//! Domain constants shared across the crate.

/// Prefixes of machine-generated intermediate identifiers.
///
/// `p_` parameters, `func_`/`m_` methods, `field_`/`f_` fields.
pub const GENERATED_PREFIXES: &[&str] = &["p_", "func_", "m_", "field_", "f_"];

/// Prefix of placeholder class names emitted by some intermediate exports.
pub const SYNTHETIC_CLASS_PREFIX: &str = "net/minecraft/src/C_";

/// Prefix marking a generated field identifier.
pub const FIELD_PREFIX: &str = "f_";

/// Name of every constructor in the JVM.
pub const CONSTRUCTOR_NAME: &str = "<init>";

/// Metadata key marking a static method.
pub const STATIC_METADATA: &str = "is_static";

/// Header row of every output table.
pub const TABLE_HEADER: [&str; 3] = ["searge", "name", "desc"];

/// Separator between joined documentation lines (a literal backslash-n).
pub const DOC_LINE_SEPARATOR: &str = "\\n";

/// Archive entry holding the curated database.
pub const CURATED_ENTRY: &str = "parchment.json";

/// Archive entry holding the intermediate export configuration.
pub const EXPORT_CONFIG_ENTRY: &str = "config.json";
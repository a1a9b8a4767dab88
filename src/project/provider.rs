//! Resolve, merge and cache: from a version string to a tables archive.
//!
//! ```text
//! "1.20.1-2023.09.06-1.20.1"
//!        │ MappingVersion
//!        ▼
//! readable mappings ─┐
//! export archive ────┼─ HashStore up to date? ── yes ─→ cached archive
//! curated archive ───┘             │ no
//!                                  ▼
//!                    MergeInputs → merge → write_tables_to + save hashes
//! ```

use std::fs;
use std::path::PathBuf;

use tracing::info;

use super::cache::{ArtifactResolver, DependencyCache};
use super::config::ProviderConfig;
use super::coordinate::Coordinate;
use super::hash_store::HashStore;
use super::version::MappingVersion;
use crate::error::{MergeError, Result};
use crate::export::write_tables_to;
use crate::merge::{MergeInputs, merge};

pub struct MappingsProvider<R> {
    config: ProviderConfig,
    dependencies: DependencyCache<R>,
}

impl<R: ArtifactResolver> MappingsProvider<R> {
    pub fn new(resolver: R) -> Self {
        Self::with_config(resolver, ProviderConfig::default())
    }

    pub fn with_config(resolver: R, config: ProviderConfig) -> Self {
        Self {
            config,
            dependencies: DependencyCache::new(resolver),
        }
    }

    pub fn config(&self) -> &ProviderConfig {
        &self.config
    }

    /// Path of the merged tables archive for `version`, building it when the
    /// cached copy is missing or its inputs changed.
    pub fn provide(&self, version: &str) -> Result<PathBuf> {
        let version = MappingVersion::parse(version)?;

        let readable = self.require(&self.config.readable_mappings_coordinate(&version)?)?;
        let export = self.require(&self.config.export_coordinate(&version)?)?;
        let curated_candidates = self.config.curated_coordinates(&version)?;
        let (_, curated) = self
            .dependencies
            .first_of(&curated_candidates)?
            .ok_or_else(|| match curated_candidates.first() {
                Some(c) => MergeError::missing_artifact(c.to_string()),
                None => MergeError::missing_artifact(version.curated_version()),
            })?;

        let output = self.config.output_path(&version);
        let hashes = HashStore::load(self.config.input_hash_path(&version))?
            .add_file("export", &export)?
            .add_file("readable", &readable)?
            .add_str("mcversion", version.mc_version())
            .add_file("curated", &curated)?
            .add_str("codever", &self.config.code_version);

        if hashes.is_up_to_date() && output.is_file() {
            info!(%version, path = %output.display(), "reusing cached mappings");
            return Ok(output);
        }

        let inputs = MergeInputs::from_artifacts(
            &fs::read(&export)?,
            &fs::read(&readable)?,
            &fs::read(&curated)?,
        )?;
        let tables = merge(&inputs);
        write_tables_to(&tables, &output)?;
        hashes.save()?;

        info!(
            %version,
            path = %output.display(),
            rows = tables.row_count(),
            "wrote merged mappings"
        );
        Ok(output)
    }

    fn require(&self, coordinate: &Coordinate) -> Result<PathBuf> {
        self.dependencies
            .get(coordinate)?
            .ok_or_else(|| MergeError::missing_artifact(coordinate.to_string()))
    }
}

* * * * * * *

WHAT YOU WILL DO: Which lines of the records above contain the word "super"? Copy each of them.

FINISHED TASK:
use super::cache::{ArtifactResolver, DependencyCache};
use super::config::ProviderConfig;
use super::coordinate::Coordinate;
use super::hash_store::HashStore;
use super::version::MappingVersion;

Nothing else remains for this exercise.